Constitutional conventions are the most unwritten part of the New Zealand constitution. They are practices of constitutional behaviour that have been followed so consistently and which are believed to have such force that they are generally considered to govern constitutional behaviour.
Canadian constitutional conventions
The Canadian Supreme Court has pointed out that constitutional conventions may be more important than some laws and summarised the situation in an equation: ‘constitutional conventions plus constitutional law equal the total constitution of the country.’1
Conventions may not be enforced by the courts. They live and die according to continued practice and belief.
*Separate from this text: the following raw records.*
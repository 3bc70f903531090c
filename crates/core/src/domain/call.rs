use crate::domain::numeric::{LooseNumber, VerifiedFlag};
use indexmap::IndexMap;
use serde::{Deserialize, Serialize};
use std::fmt;

pub const DEFAULT_WINDOW_DAYS: u32 = 7;
pub const MAX_WINDOW_DAYS: u32 = 90;
pub const MAX_RECENT_CALLS: u32 = 500;

/// Label -> count, in the order the backend emitted the labels.
pub type CountMap = IndexMap<String, LooseNumber>;

/// Call summary precomputed by the backend over a trailing window of days.
#[derive(Debug, Clone, Default, PartialEq, Serialize, Deserialize)]
pub struct CallAnalytics {
    #[serde(default)]
    pub outcome_counts: CountMap,
    #[serde(default)]
    pub sentiment_counts: CountMap,
    #[serde(default)]
    pub by_day: Vec<DayRecord>,
}

/// One day of outcome counts. The set of outcome fields varies from day to day; a
/// missing outcome means zero calls with that outcome. Values are read through
/// [`LooseNumber`], so a record serializes back with numeric strings as numbers and
/// anything non-numeric as `null`.
#[derive(Debug, Clone, Default, PartialEq, Serialize, Deserialize)]
pub struct DayRecord {
    #[serde(default)]
    pub date: String,
    #[serde(flatten)]
    pub outcomes: CountMap,
}

impl DayRecord {
    /// Count for `outcome` on this day; absent outcomes read as `0`.
    pub fn count(&self, outcome: &str) -> u64 {
        self.outcomes
            .get(outcome)
            .map(|n| n.as_count())
            .unwrap_or(0)
    }
}

/// Call event identifier; numeric in practice but accepted as text too.
#[derive(Debug, Clone, PartialEq, Eq, Hash, Serialize, Deserialize)]
#[serde(untagged)]
pub enum CallEventId {
    Int(i64),
    Text(String),
}

impl Default for CallEventId {
    fn default() -> Self {
        Self::Text(String::new())
    }
}

impl fmt::Display for CallEventId {
    fn fmt(&self, f: &mut fmt::Formatter<'_>) -> fmt::Result {
        match self {
            Self::Int(id) => write!(f, "{id}"),
            Self::Text(id) => f.write_str(id),
        }
    }
}

/// One logged carrier call.
#[derive(Debug, Clone, Default, PartialEq, Serialize, Deserialize)]
pub struct CallEvent {
    #[serde(default)]
    pub id: CallEventId,
    #[serde(default)]
    pub ts: String,
    #[serde(default)]
    pub mc_number: Option<String>,
    #[serde(default)]
    pub legal_name: Option<String>,
    #[serde(default)]
    pub verified: VerifiedFlag,
    #[serde(default)]
    pub load_id: Option<String>,
    #[serde(default)]
    pub origin: Option<String>,
    #[serde(default)]
    pub destination: Option<String>,
    #[serde(default)]
    pub pickup_datetime: Option<String>,
    #[serde(default)]
    pub delivery_datetime: Option<String>,
    #[serde(default)]
    pub loadboard_rate: LooseNumber,
    #[serde(default)]
    pub agreed_price: LooseNumber,
    #[serde(default)]
    pub negotiation_rounds: LooseNumber,
    #[serde(default)]
    pub outcome: Option<String>,
    #[serde(default)]
    pub sentiment: Option<String>,
}

#[cfg(test)]
mod tests {
    use super::*;

    #[test]
    fn analytics_keep_payload_key_order() {
        let raw = r#"{
            "outcome_counts": {"price_rejected": 4, "agreed": 9, "ineligible": 1},
            "sentiment_counts": {"negative": 1, "positive": 2},
            "by_day": []
        }"#;
        let analytics: CallAnalytics = serde_json::from_str(raw).unwrap();
        let keys: Vec<_> = analytics.outcome_counts.keys().map(String::as_str).collect();
        assert_eq!(keys, ["price_rejected", "agreed", "ineligible"]);
        let keys: Vec<_> = analytics.sentiment_counts.keys().map(String::as_str).collect();
        assert_eq!(keys, ["negative", "positive"]);
    }

    #[test]
    fn day_records_split_date_from_outcome_fields() {
        let raw = r#"[
            {"date": "2024-01-01", "accepted": 2},
            {"date": "2024-01-02", "rejected": 1, "(none)": 3}
        ]"#;
        let days: Vec<DayRecord> = serde_json::from_str(raw).unwrap();
        assert_eq!(days[0].date, "2024-01-01");
        assert_eq!(days[0].outcomes.len(), 1);
        assert!(!days[1].outcomes.contains_key("date"));
        assert_eq!(days[1].count("(none)"), 3);
        assert_eq!(days[0].count("rejected"), 0);
    }

    #[test]
    fn missing_sections_default_to_empty() {
        let analytics: CallAnalytics = serde_json::from_str("{}").unwrap();
        assert!(analytics.outcome_counts.is_empty());
        assert!(analytics.by_day.is_empty());
    }

    #[test]
    fn call_events_tolerate_int_verified_and_nulls() {
        let raw = r#"{
            "id": 42, "ts": "2024-01-01T09:30:00Z", "mc_number": "MC123",
            "verified": 1, "load_id": null, "agreed_price": 1750,
            "negotiation_rounds": 2, "outcome": "agreed", "sentiment": null
        }"#;
        let event: CallEvent = serde_json::from_str(raw).unwrap();
        assert_eq!(event.id, CallEventId::Int(42));
        assert!(event.verified.is_verified());
        assert_eq!(event.load_id, None);
        assert_eq!(event.agreed_price.get(), Some(1750.0));
        assert_eq!(event.sentiment, None);
    }

    #[test]
    fn call_event_ids_may_be_text() {
        let event: CallEvent = serde_json::from_str(r#"{"id": "evt-9", "ts": ""}"#).unwrap();
        assert_eq!(event.id.to_string(), "evt-9");
    }
}
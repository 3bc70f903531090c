//! Loosely-typed scalar fields as they arrive from the dashboard API.
//!
//! The API is backed by a dynamically typed store, so numeric columns can show up as
//! numbers, numeric strings, `null`, or not at all. Values are kept as received and
//! coerced in exactly one place ([`LooseNumber::or_zero`]) when they are aggregated.

use serde::{Deserialize, Deserializer, Serialize, Serializer};
use serde_json::Value;
use std::fmt;

/// Optional numeric field with a single coercion rule.
#[derive(Debug, Clone, Copy, Default, PartialEq)]
pub struct LooseNumber(Option<f64>);

impl LooseNumber {
    pub const fn absent() -> Self {
        Self(None)
    }

    pub fn new(value: f64) -> Self {
        Self(Some(value).filter(|v| v.is_finite()))
    }

    pub fn get(self) -> Option<f64> {
        self.0
    }

    pub fn is_absent(&self) -> bool {
        self.0.is_none()
    }

    /// Value used for aggregation. Absent, non-numeric and negative inputs count as `0`.
    pub fn or_zero(self) -> f64 {
        match self.0 {
            Some(v) if v >= 0.0 => v,
            _ => 0.0,
        }
    }

    /// [`Self::or_zero`] rounded to a whole count.
    pub fn as_count(self) -> u64 {
        self.or_zero().round() as u64
    }

    fn from_json(value: &Value) -> Self {
        match value {
            Value::Number(n) => n.as_f64().map(Self::new).unwrap_or_default(),
            Value::String(s) => s
                .trim()
                .parse::<f64>()
                .ok()
                .map(Self::new)
                .unwrap_or_default(),
            _ => Self::absent(),
        }
    }
}

impl From<f64> for LooseNumber {
    fn from(value: f64) -> Self {
        Self::new(value)
    }
}

impl<'de> Deserialize<'de> for LooseNumber {
    fn deserialize<D>(deserializer: D) -> Result<Self, D::Error>
    where
        D: Deserializer<'de>,
    {
        let value = Value::deserialize(deserializer)?;
        Ok(Self::from_json(&value))
    }
}

impl Serialize for LooseNumber {
    fn serialize<S>(&self, serializer: S) -> Result<S::Ok, S::Error>
    where
        S: Serializer,
    {
        match self.0 {
            Some(v) if is_whole(v) => serializer.serialize_i64(v as i64),
            Some(v) => serializer.serialize_f64(v),
            None => serializer.serialize_none(),
        }
    }
}

/// Renders whole numbers without a fractional part and absent values as an empty string.
impl fmt::Display for LooseNumber {
    fn fmt(&self, f: &mut fmt::Formatter<'_>) -> fmt::Result {
        match self.0 {
            Some(v) if is_whole(v) => write!(f, "{}", v as i64),
            Some(v) => write!(f, "{v}"),
            None => Ok(()),
        }
    }
}

fn is_whole(v: f64) -> bool {
    v.fract() == 0.0 && v.abs() < 9.0e15
}

/// Carrier verification flag, reported either as a JSON boolean or as `0`/`1`.
#[derive(Debug, Clone, Copy, Default, PartialEq, Eq)]
pub struct VerifiedFlag(Option<bool>);

impl VerifiedFlag {
    pub const fn new(value: Option<bool>) -> Self {
        Self(value)
    }

    pub fn get(self) -> Option<bool> {
        self.0
    }

    pub fn is_verified(self) -> bool {
        self.0 == Some(true)
    }
}

impl<'de> Deserialize<'de> for VerifiedFlag {
    fn deserialize<D>(deserializer: D) -> Result<Self, D::Error>
    where
        D: Deserializer<'de>,
    {
        let value = Value::deserialize(deserializer)?;
        let flag = match value {
            Value::Bool(b) => Some(b),
            Value::Number(n) => match n.as_i64() {
                Some(1) => Some(true),
                Some(0) => Some(false),
                _ => None,
            },
            _ => None,
        };
        Ok(Self(flag))
    }
}

impl Serialize for VerifiedFlag {
    fn serialize<S>(&self, serializer: S) -> Result<S::Ok, S::Error>
    where
        S: Serializer,
    {
        match self.0 {
            Some(b) => serializer.serialize_bool(b),
            None => serializer.serialize_none(),
        }
    }
}

#[cfg(test)]
mod tests {
    use super::*;
    use serde_json::json;

    #[derive(Debug, Deserialize)]
    struct Holder {
        #[serde(default)]
        rate: LooseNumber,
    }

    fn rate_of(v: Value) -> LooseNumber {
        serde_json::from_value::<Holder>(v).unwrap().rate
    }

    #[test]
    fn accepts_numbers_and_numeric_strings() {
        assert_eq!(rate_of(json!({"rate": 1200})).get(), Some(1200.0));
        assert_eq!(rate_of(json!({"rate": 99.5})).get(), Some(99.5));
        assert_eq!(rate_of(json!({"rate": " 1500 "})).get(), Some(1500.0));
    }

    #[test]
    fn missing_null_and_garbage_coerce_to_zero() {
        for v in [
            json!({}),
            json!({"rate": null}),
            json!({"rate": "call for price"}),
            json!({"rate": true}),
            json!({"rate": [1, 2]}),
        ] {
            let rate = rate_of(v);
            assert!(rate.is_absent());
            assert_eq!(rate.or_zero(), 0.0);
        }
    }

    #[test]
    fn negative_values_are_kept_but_aggregate_as_zero() {
        let rate = rate_of(json!({"rate": -40}));
        assert_eq!(rate.get(), Some(-40.0));
        assert_eq!(rate.or_zero(), 0.0);
    }

    #[test]
    fn non_finite_strings_are_rejected() {
        assert!(rate_of(json!({"rate": "NaN"})).is_absent());
        assert!(rate_of(json!({"rate": "inf"})).is_absent());
    }

    #[test]
    fn as_count_rounds() {
        assert_eq!(LooseNumber::new(2.5).as_count(), 3);
        assert_eq!(LooseNumber::new(2.4).as_count(), 2);
        assert_eq!(LooseNumber::absent().as_count(), 0);
    }

    #[test]
    fn display_and_serialize_whole_numbers_without_fraction() {
        let n = LooseNumber::new(1200.0);
        assert_eq!(n.to_string(), "1200");
        assert_eq!(serde_json::to_value(n).unwrap(), json!(1200));
        assert_eq!(LooseNumber::new(12.25).to_string(), "12.25");
        assert_eq!(LooseNumber::absent().to_string(), "");
        assert_eq!(serde_json::to_value(LooseNumber::absent()).unwrap(), Value::Null);
    }

    #[test]
    fn verified_flag_accepts_bool_and_int() {
        let parse = |v: Value| serde_json::from_value::<VerifiedFlag>(v).unwrap();
        assert!(parse(json!(true)).is_verified());
        assert!(parse(json!(1)).is_verified());
        assert!(!parse(json!(0)).is_verified());
        assert_eq!(parse(json!(0)).get(), Some(false));
        assert_eq!(parse(json!(null)).get(), None);
        assert_eq!(parse(json!(7)).get(), None);
    }
}
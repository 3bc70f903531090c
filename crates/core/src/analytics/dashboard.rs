//! Assembles every chart series of the dashboard and memoizes the result per input.

use crate::analytics::counts::{outcome_series, sentiment_series, NamedCount};
use crate::analytics::equipment::{aggregate_by_equipment, EquipmentAggregate};
use crate::analytics::rates::{bucketize_rates, RateHistogram};
use crate::analytics::recent::{recent_call_rows, RecentCallRow};
use crate::analytics::stack::StackedDays;
use crate::domain::call::{CallAnalytics, CallEvent};
use crate::domain::load::Load;
use serde::Serialize;
use std::sync::Arc;

/// Whatever the fetch layer has resolved so far. `None` means not loaded yet, or failed.
#[derive(Debug, Clone, Default)]
pub struct DashboardInputs {
    pub loads: Option<Arc<[Load]>>,
    pub analytics: Option<Arc<CallAnalytics>>,
    pub recent_calls: Option<Arc<[CallEvent]>>,
}

/// Series derived from the load registry.
#[derive(Debug, Clone, PartialEq, Serialize)]
pub struct LoadCharts {
    pub load_count: usize,
    pub equipment: Vec<EquipmentAggregate>,
    pub rate_buckets: RateHistogram,
}

impl LoadCharts {
    pub fn compute(loads: Option<&[Load]>) -> Self {
        let loads = loads.unwrap_or_default();
        Self {
            load_count: loads.len(),
            equipment: aggregate_by_equipment(loads),
            rate_buckets: bucketize_rates(loads),
        }
    }
}

/// Series derived from the call analytics summary.
#[derive(Debug, Clone, Default, PartialEq, Serialize)]
pub struct CallCharts {
    pub outcomes: Vec<NamedCount>,
    pub sentiments: Vec<NamedCount>,
    pub stacked: StackedDays,
}

impl CallCharts {
    pub fn compute(analytics: Option<&CallAnalytics>) -> Self {
        Self {
            outcomes: outcome_series(analytics),
            sentiments: sentiment_series(analytics),
            stacked: StackedDays::from_analytics(analytics),
        }
    }
}

/// Everything the rendering layer draws. Each part is shared so an unchanged source
/// keeps handing out the same allocation.
#[derive(Debug, Clone, PartialEq, Serialize)]
pub struct Dashboard {
    pub loads: Arc<LoadCharts>,
    pub calls: Arc<CallCharts>,
    pub recent_calls: Arc<Vec<RecentCallRow>>,
}

/// Computes the dashboard from scratch. Absent sources produce empty series.
pub fn assemble(
    loads: Option<&[Load]>,
    analytics: Option<&CallAnalytics>,
    recent_calls: Option<&[CallEvent]>,
) -> Dashboard {
    Dashboard {
        loads: Arc::new(LoadCharts::compute(loads)),
        calls: Arc::new(CallCharts::compute(analytics)),
        recent_calls: Arc::new(recent_call_rows(recent_calls.unwrap_or_default())),
    }
}

#[derive(Debug, Clone, PartialEq, Eq, Serialize)]
#[serde(tag = "state", content = "errors", rename_all = "snake_case")]
pub enum DashboardStatus {
    Loading,
    Failed(Vec<String>),
    Ready,
}

impl DashboardStatus {
    /// Charts need loads and analytics; recent calls are optional.
    pub fn from_inputs(inputs: &DashboardInputs, errors: &[String]) -> Self {
        if !errors.is_empty() {
            Self::Failed(errors.to_vec())
        } else if inputs.loads.is_none() || inputs.analytics.is_none() {
            Self::Loading
        } else {
            Self::Ready
        }
    }
}

/// Single-slot cache for one input source.
#[derive(Debug)]
struct Memo<I: ?Sized, O> {
    slot: Option<(Option<Arc<I>>, Arc<O>)>,
}

impl<I: ?Sized, O> Default for Memo<I, O> {
    fn default() -> Self {
        Self { slot: None }
    }
}

impl<I: PartialEq + ?Sized, O> Memo<I, O> {
    /// Returns the cached output and `false` when `input` equals the cached input, by
    /// identity or by value. Otherwise recomputes and returns `true`.
    fn get_or_compute(
        &mut self,
        input: &Option<Arc<I>>,
        compute: impl FnOnce(Option<&I>) -> O,
    ) -> (Arc<O>, bool) {
        if let Some((cached_input, output)) = &self.slot {
            if same_input(cached_input, input) {
                return (Arc::clone(output), false);
            }
        }

        let output = Arc::new(compute(input.as_deref()));
        self.slot = Some((input.clone(), Arc::clone(&output)));
        (output, true)
    }
}

fn same_input<I: PartialEq + ?Sized>(a: &Option<Arc<I>>, b: &Option<Arc<I>>) -> bool {
    match (a, b) {
        (None, None) => true,
        (Some(a), Some(b)) => Arc::ptr_eq(a, b) || **a == **b,
        _ => false,
    }
}

/// Memoizing front of [`assemble`]; call it on every render.
///
/// Each source is cached separately, so a change to one input only recomputes the
/// series derived from it. When no input changed the previous [`Dashboard`] is returned
/// as the same `Arc`.
#[derive(Debug, Default)]
pub struct DashboardCache {
    loads: Memo<[Load], LoadCharts>,
    calls: Memo<CallAnalytics, CallCharts>,
    recent: Memo<[CallEvent], Vec<RecentCallRow>>,
    last: Option<Arc<Dashboard>>,
}

impl DashboardCache {
    pub fn new() -> Self {
        Self::default()
    }

    pub fn get(&mut self, inputs: &DashboardInputs) -> Arc<Dashboard> {
        let (loads, loads_changed) = self.loads.get_or_compute(&inputs.loads, LoadCharts::compute);
        let (calls, calls_changed) = self
            .calls
            .get_or_compute(&inputs.analytics, CallCharts::compute);
        let (recent, recent_changed) = self
            .recent
            .get_or_compute(&inputs.recent_calls, |events| {
                recent_call_rows(events.unwrap_or_default())
            });

        if let Some(last) = &self.last {
            if !(loads_changed || calls_changed || recent_changed) {
                tracing::trace!("dashboard inputs unchanged; reusing cached series");
                return Arc::clone(last);
            }
        }

        tracing::debug!(
            loads_changed,
            calls_changed,
            recent_changed,
            "recomputed dashboard series"
        );
        let dashboard = Arc::new(Dashboard {
            loads,
            calls,
            recent_calls: recent,
        });
        self.last = Some(Arc::clone(&dashboard));
        dashboard
    }

    pub fn clear(&mut self) {
        *self = Self::default();
    }
}
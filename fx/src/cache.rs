//! Persisted FX rate caching with a bounded staleness window.

use chrono::{Duration, Utc};
use remit_common::{KeyValueStore, RateSnapshot, StorageError, StorageResult};
use serde::{Deserialize, Serialize};
use std::sync::Arc;
use tracing::{debug, warn};

/// Storage key the cached snapshot lives under.
pub const FX_RATES_CACHE_KEY: &str = "fx_rates_cache";

/// The persisted cache record: snapshot plus fetch time in Unix millis.
#[derive(Debug, Clone, Serialize, Deserialize)]
struct CacheEntry {
    rates: RateSnapshot,
    timestamp: i64,
}

impl CacheEntry {
    fn new(rates: RateSnapshot) -> Self {
        Self {
            rates,
            timestamp: Utc::now().timestamp_millis(),
        }
    }

    fn is_fresh(&self, ttl: Duration) -> bool {
        let age_ms = Utc::now().timestamp_millis() - self.timestamp;
        age_ms < ttl.num_milliseconds()
    }
}

/// Configuration for the rate cache.
#[derive(Debug, Clone)]
pub struct RateCacheConfig {
    /// How long a snapshot counts as fresh.
    pub ttl: Duration,
}

impl Default for RateCacheConfig {
    fn default() -> Self {
        Self {
            ttl: Duration::minutes(5),
        }
    }
}

/// Rate cache backed by durable key-value storage.
///
/// Holds at most one snapshot; a write replaces the prior entry. The
/// entry survives process restarts within the same store scope.
pub struct RateCache {
    store: Arc<dyn KeyValueStore>,
    config: RateCacheConfig,
}

impl RateCache {
    /// Create a cache with the default 5 minute TTL.
    pub fn new(store: Arc<dyn KeyValueStore>) -> Self {
        Self::with_config(store, RateCacheConfig::default())
    }

    /// Create a cache with a custom configuration.
    pub fn with_config(store: Arc<dyn KeyValueStore>, config: RateCacheConfig) -> Self {
        Self { store, config }
    }

    /// Get the cached snapshot if it is still fresh. No side effects.
    pub fn read(&self) -> Option<RateSnapshot> {
        let entry = self.read_entry()?;

        if entry.is_fresh(self.config.ttl) {
            debug!("Rate cache hit");
            Some(entry.rates)
        } else {
            debug!("Rate cache entry expired");
            None
        }
    }

    /// Get the cached snapshot regardless of age.
    ///
    /// Fallback path for when the rate source is unreachable: stale rates
    /// beat no rates.
    pub fn read_stale(&self) -> Option<RateSnapshot> {
        self.read_entry().map(|entry| entry.rates)
    }

    /// Store a snapshot stamped with the current time, replacing any
    /// prior entry.
    pub fn write(&self, rates: &RateSnapshot) -> StorageResult<()> {
        let entry = CacheEntry::new(rates.clone());
        let encoded = serde_json::to_string(&entry)
            .map_err(|e| StorageError::codec(FX_RATES_CACHE_KEY, e))?;
        self.store.set(FX_RATES_CACHE_KEY, &encoded)
    }

    /// An unreadable or corrupt record reads as absent.
    fn read_entry(&self) -> Option<CacheEntry> {
        let raw = match self.store.get(FX_RATES_CACHE_KEY) {
            Ok(raw) => raw?,
            Err(e) => {
                warn!(error = %e, "Failed to read rate cache");
                return None;
            }
        };

        match serde_json::from_str(&raw) {
            Ok(entry) => Some(entry),
            Err(e) => {
                debug!(error = %e, "Discarding malformed rate cache record");
                None
            }
        }
    }
}
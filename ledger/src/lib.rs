//! Remit Ledger
//!
//! Append-only transaction store for the remit core. Transactions for all
//! users live in one persisted record; per-user views are derived on every
//! read, newest first. A user's first read seeds a fixed mock history,
//! exactly once.

pub mod error;
pub mod ledger;
pub mod seed;

pub use error::LedgerError;
pub use ledger::{Ledger, TRANSACTIONS_KEY};
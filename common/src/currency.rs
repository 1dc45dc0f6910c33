//! Currency codes and rate snapshots.

use rust_decimal::Decimal;
use serde::{Deserialize, Serialize};
use std::fmt;
use std::str::FromStr;

/// A currency the rate source quotes, relative to USD.
#[derive(Debug, Clone, Copy, PartialEq, Eq, Hash, Serialize, Deserialize)]
pub enum Currency {
    #[serde(rename = "USD")]
    Usd,
    #[serde(rename = "GBP")]
    Gbp,
    #[serde(rename = "ZAR")]
    Zar,
    #[serde(rename = "USDT")]
    Usdt,
}

impl Currency {
    /// Get the ISO-style ticker for this currency.
    pub fn code(&self) -> &'static str {
        match self {
            Currency::Usd => "USD",
            Currency::Gbp => "GBP",
            Currency::Zar => "ZAR",
            Currency::Usdt => "USDT",
        }
    }

    /// All currencies a snapshot carries.
    pub fn all() -> [Currency; 4] {
        [Currency::Usd, Currency::Gbp, Currency::Zar, Currency::Usdt]
    }
}

impl fmt::Display for Currency {
    fn fmt(&self, f: &mut fmt::Formatter<'_>) -> fmt::Result {
        write!(f, "{}", self.code())
    }
}

/// A currency transfers can be sent to.
///
/// The fee schedule is keyed by this set; adding a corridor means adding a
/// variant and a fee row, never inferring one.
#[derive(Debug, Clone, Copy, PartialEq, Eq, Hash, Serialize, Deserialize)]
pub enum SendCurrency {
    #[serde(rename = "GBP")]
    Gbp,
    #[serde(rename = "ZAR")]
    Zar,
}

impl SendCurrency {
    /// Get the ticker for this destination currency.
    pub fn code(&self) -> &'static str {
        Currency::from(*self).code()
    }
}

impl From<SendCurrency> for Currency {
    fn from(c: SendCurrency) -> Self {
        match c {
            SendCurrency::Gbp => Currency::Gbp,
            SendCurrency::Zar => Currency::Zar,
        }
    }
}

impl fmt::Display for SendCurrency {
    fn fmt(&self, f: &mut fmt::Formatter<'_>) -> fmt::Result {
        write!(f, "{}", self.code())
    }
}

impl FromStr for SendCurrency {
    type Err = UnsupportedCurrencyError;

    fn from_str(s: &str) -> Result<Self, Self::Err> {
        match s.to_uppercase().as_str() {
            "GBP" => Ok(SendCurrency::Gbp),
            "ZAR" => Ok(SendCurrency::Zar),
            _ => Err(UnsupportedCurrencyError(s.to_string())),
        }
    }
}

/// Error for currency codes outside the supported corridor set.
#[derive(Debug, Clone, thiserror::Error)]
#[error("Unsupported destination currency: {0}")]
pub struct UnsupportedCurrencyError(pub String);

/// A complete set of conversion factors relative to USD at one instant.
///
/// Each field is "units of that currency per 1 USD". The USD field of any
/// snapshot is 1. Snapshots are value types; a new fetch produces a new
/// snapshot, never mutates one in place.
#[derive(Debug, Clone, PartialEq, Eq, Serialize, Deserialize)]
pub struct RateSnapshot {
    #[serde(rename = "USD")]
    pub usd: Decimal,
    #[serde(rename = "GBP")]
    pub gbp: Decimal,
    #[serde(rename = "ZAR")]
    pub zar: Decimal,
    #[serde(rename = "USDT")]
    pub usdt: Decimal,
}

impl RateSnapshot {
    /// The hardcoded snapshot used when neither the network nor the cache
    /// can produce rates.
    pub fn fallback() -> Self {
        Self {
            usd: Decimal::ONE,
            gbp: Decimal::new(74, 2),   // 0.74
            zar: Decimal::new(1775, 2), // 17.75
            usdt: Decimal::ONE,
        }
    }

    /// Look up the rate for a currency.
    pub fn rate(&self, currency: Currency) -> Decimal {
        match currency {
            Currency::Usd => self.usd,
            Currency::Gbp => self.gbp,
            Currency::Zar => self.zar,
            Currency::Usdt => self.usdt,
        }
    }
}

impl Default for RateSnapshot {
    fn default() -> Self {
        Self::fallback()
    }
}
Examples of constitutional conventions
Constitutional conventions provide some of the key rules of New Zealand’s constitution. They add to, or take away from, legal rules in sometimes dramatic ways. Examples include:
- the convention of individual ministerial responsibility, which gives individual ministers the responsibility to answer to the House of Representatives for the exercise of their powers, including their powers to direct the public service within their portfolio and within the law
- the convention of collective cabinet responsibility, which gives cabinet collectively the power to direct individual ministers, since all ministers have to publicly support the decisions of cabinet
- the convention of collective cabinet responsibility is also significant for the stability of a government – if the House of Representatives passes a motion of no confidence in the government, the government falls and becomes a caretaker government until a new government can be formed with the confidence of the house
- the convention of caretaker government, which provides that a government must significantly constrain its decision-making if it loses the confidence of the House of Representatives, even while having full legal powers to govern
- the convention that the sovereign only acts on the advice of ministers subordinates the monarch’s legal powers (and those of his or her representative in New Zealand, the governor-general) to cabinet.